Tuesday, January 13, 2009

Computer Vision Courses, Measurement, and Perception

The new semester began at CMU and I'm happy to announce that I'm TAing my advisor's 16-721 Learning Based Methods in Vision this semester. I'm also auditing Martial Hebert's Geometry Based Methods in Vision.

This semester we're trying to encourage students of 16-721 LBMV09 to discuss papers using a course discussion blog. Quicktopic has been used in the past, but this semester we're using Google's Blogger.com for the discussion!

In the first lecture of LBMV, we discussed the problem of Measurement versus Perception in a Computer Vision context. The idea is that while we could build vision systems to measure the external world, it is percepts such as "there is a car on the bottom of the image" and not measurements such as "the bottom of the image is gray" that we are ultimately interested in. However, the line between measurement and perception is somewhat blurry. Consider the following gedanken experiment: place a human in a box and feed him an image and the question "is there a car on the bottom of the image?". Is it legitimate to call this apparatus as a measurement device? If so, then isn't perception a type of measurement? We would still have the problem of building a second version of this measurement device -- different people have different notions of cars and when we start feeding two apparatuses examples of objects that are very close to trucks/buses/vans/cars then would would loss measurement repeatability.

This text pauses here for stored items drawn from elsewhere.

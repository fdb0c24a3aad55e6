//! Error types for the demand_forecast crate

use thiserror::Error;

/// Custom error types for the demand_forecast crate
#[derive(Debug, Error)]
pub enum ForecastError {
    /// Malformed or missing input rows, unparseable dates
    #[error("Validation error: {0}")]
    ValidationError(String),

    /// Too few rows or distinct dates to fit a model
    #[error("Insufficient data: {0}")]
    InsufficientData(String),

    /// Inference or save attempted before a successful train/load
    #[error("Not trained: {0}")]
    NotTrained(String),

    /// Category label absent from the trained encoder
    #[error("Unknown category: {0}")]
    UnknownCategory(String),

    /// Size label absent from the trained encoder
    #[error("Unknown size: {0}")]
    UnknownSize(String),

    /// Corrupt, partial or unwritable model bundle
    #[error("Persistence error: {0}")]
    PersistenceError(String),

    /// Error from invalid parameters
    #[error("Invalid parameter: {0}")]
    InvalidParameter(String),

    /// A shared forecaster's lock was poisoned by a panicking holder
    #[error("Concurrency error: {0}")]
    ConcurrencyError(String),

    /// Training was interrupted between phases
    #[error("Training cancelled")]
    Cancelled,

    /// Error from IO operations
    #[error("IO error: {0}")]
    IoError(#[from] std::io::Error),

    /// Error reading CSV input
    #[error("CSV error: {0}")]
    CsvError(#[from] csv::Error),

    /// Error loading configuration
    #[error("Configuration error: {0}")]
    ConfigError(#[from] config::ConfigError),

    /// Error from numeric routines
    #[error("Math error: {0}")]
    MathError(#[from] demand_math::MathError),
}

/// Result type with our custom error
pub type Result<T> = std::result::Result<T, ForecastError>;

impl From<serde_json::Error> for ForecastError {
    fn from(err: serde_json::Error) -> Self {
        ForecastError::PersistenceError(err.to_string())
    }
}
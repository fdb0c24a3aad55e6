//! Label encoding for categorical features
//!
//! Codes are assigned in sorted label order, so the same set of labels always
//! produces the same mapping regardless of the order rows arrive in.

use crate::error::{ForecastError, Result};
use serde::{Deserialize, Serialize};
use std::collections::BTreeSet;

/// Which categorical field an encoder covers
#[derive(Debug, Clone, Copy, PartialEq, Eq, Serialize, Deserialize)]
#[serde(rename_all = "lowercase")]
pub enum LabelKind {
    Category,
    Size,
}

/// Bidirectional mapping between labels and dense indices in `[0, N)`
#[derive(Debug, Clone, PartialEq, Eq, Serialize, Deserialize)]
#[serde(try_from = "EncoderRepr")]
pub struct LabelEncoder {
    kind: LabelKind,
    /// Sorted, unique; a label's position is its code
    labels: Vec<String>,
}

#[derive(Deserialize)]
struct EncoderRepr {
    kind: LabelKind,
    labels: Vec<String>,
}

impl TryFrom<EncoderRepr> for LabelEncoder {
    type Error = String;

    fn try_from(repr: EncoderRepr) -> std::result::Result<Self, Self::Error> {
        if repr.labels.is_empty() {
            return Err(format!("{:?} encoder has no labels", repr.kind));
        }
        if repr.labels.windows(2).any(|pair| pair[0] >= pair[1]) {
            return Err(format!(
                "{:?} encoder labels are not sorted and unique",
                repr.kind
            ));
        }

        Ok(Self {
            kind: repr.kind,
            labels: repr.labels,
        })
    }
}

impl LabelEncoder {
    /// Build an encoder from the distinct labels observed
    pub fn fit<I, S>(kind: LabelKind, labels: I) -> Result<Self>
    where
        I: IntoIterator<Item = S>,
        S: AsRef<str>,
    {
        let distinct: BTreeSet<String> = labels
            .into_iter()
            .map(|label| label.as_ref().to_string())
            .collect();

        if distinct.is_empty() {
            return Err(ForecastError::ValidationError(format!(
                "Cannot build a {:?} encoder without labels",
                kind
            )));
        }

        Ok(Self {
            kind,
            labels: distinct.into_iter().collect(),
        })
    }

    /// Code assigned to `label`
    pub fn encode(&self, label: &str) -> Result<usize> {
        self.labels
            .binary_search_by(|known| known.as_str().cmp(label))
            .map_err(|_| match self.kind {
                LabelKind::Category => ForecastError::UnknownCategory(label.to_string()),
                LabelKind::Size => ForecastError::UnknownSize(label.to_string()),
            })
    }

    /// Label behind `code`
    pub fn decode(&self, code: usize) -> Result<&str> {
        self.labels
            .get(code)
            .map(String::as_str)
            .ok_or_else(|| {
                ForecastError::ValidationError(format!(
                    "{:?} code {} is out of range (0..{})",
                    self.kind,
                    code,
                    self.labels.len()
                ))
            })
    }

    pub fn kind(&self) -> LabelKind {
        self.kind
    }

    /// Known labels in code order
    pub fn labels(&self) -> &[String] {
        &self.labels
    }

    pub fn len(&self) -> usize {
        self.labels.len()
    }

    pub fn is_empty(&self) -> bool {
        self.labels.is_empty()
    }
}
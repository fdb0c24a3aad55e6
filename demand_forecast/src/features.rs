//! Feature vectors for the regression model

use chrono::{Datelike, NaiveDate};

/// Number of regression features
pub const FEATURE_COUNT: usize = 4;

/// Feature names in column order
pub const FEATURE_NAMES: [&str; FEATURE_COUNT] =
    ["category_code", "size_code", "month", "day_of_week"];

/// `[category_code, size_code, month (1-12), day_of_week (Monday = 0)]`
pub type FeatureVector = [f64; FEATURE_COUNT];

/// Build the feature vector for an encoded category/size on a given date
pub fn feature_vector(category_code: usize, size_code: usize, date: NaiveDate) -> FeatureVector {
    [
        category_code as f64,
        size_code as f64,
        date.month() as f64,
        date.weekday().num_days_from_monday() as f64,
    ]
}
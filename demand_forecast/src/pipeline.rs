//! Forecast generation over every category and size combination

use crate::error::{ForecastError, Result};
use crate::forecaster::{DemandForecaster, DemandPrediction, SharedForecaster};
use chrono::NaiveDate;
use serde::{Deserialize, Serialize};
use tracing::{info, warn};

/// Size labels forecast for every category
pub const SIZE_LABELS: [&str; 6] = ["XS", "S", "M", "L", "XL", "XXL"];

/// Anything that can predict demand for a category/size/date
pub trait DemandPredictor {
    fn predict_demand(&self, category: &str, size: &str, date: NaiveDate)
        -> Result<DemandPrediction>;
}

impl DemandPredictor for DemandForecaster {
    fn predict_demand(
        &self,
        category: &str,
        size: &str,
        date: NaiveDate,
    ) -> Result<DemandPrediction> {
        self.predict(category, size, date)
    }
}

impl DemandPredictor for SharedForecaster {
    fn predict_demand(
        &self,
        category: &str,
        size: &str,
        date: NaiveDate,
    ) -> Result<DemandPrediction> {
        self.predict(category, size, date)
    }
}

/// One generated forecast
#[derive(Debug, Clone, PartialEq, Serialize, Deserialize)]
pub struct ForecastResult {
    pub category: String,
    pub size: String,
    pub forecast_month: NaiveDate,
    pub predicted_demand: u64,
    pub confidence_score: f64,
}

/// Predict demand for every `categories` x `sizes` pair in `month`.
///
/// A combination that fails (for example a size the model never saw) is
/// logged and skipped; the rest are still produced.
pub fn generate_forecasts<P, C, S>(
    predictor: &P,
    categories: &[C],
    sizes: &[S],
    month: NaiveDate,
) -> Vec<ForecastResult>
where
    P: DemandPredictor + ?Sized,
    C: AsRef<str>,
    S: AsRef<str>,
{
    let mut results = Vec::with_capacity(categories.len() * sizes.len());
    let mut skipped = 0usize;

    for category in categories {
        for size in sizes {
            let (category, size) = (category.as_ref(), size.as_ref());
            match predictor.predict_demand(category, size, month) {
                Ok(prediction) => results.push(ForecastResult {
                    category: category.to_string(),
                    size: size.to_string(),
                    forecast_month: month,
                    predicted_demand: prediction.demand,
                    confidence_score: prediction.confidence,
                }),
                Err(e) => {
                    skipped += 1;
                    warn!(category, size, %month, error = %e, "skipping forecast");
                }
            }
        }
    }

    info!(
        generated = results.len(),
        skipped,
        %month,
        "generated forecasts"
    );
    results
}

/// Forecast every trained category in every size label for `month`
pub fn generate_catalogue_forecasts(
    forecaster: &DemandForecaster,
    month: NaiveDate,
) -> Result<Vec<ForecastResult>> {
    let encoders = forecaster.encoders().ok_or_else(|| {
        ForecastError::NotTrained("no trained category catalogue to forecast".to_string())
    })?;

    Ok(generate_forecasts(
        forecaster,
        encoders.category.labels(),
        &SIZE_LABELS,
        month,
    ))
}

This whole notion of measurement versus perception in computer vision is awfully similar to the theory and observation problem in philosophy of science. Thomas Kuhn would say that the window through which we peer (our scientific paradigm) circumscribes the world we see and thus it is not possible to make theory-independent observations. For a long time I have been a proponent of this post modern view of the world. The big question that remains is: for computer vision to be successful how much consensus must there be between human perception and machine perception? If according to Kuhn Aristotelian and Galilean physicists would have different "observations" of an experiment, then should we expect intelligent machines to see the same world that we see?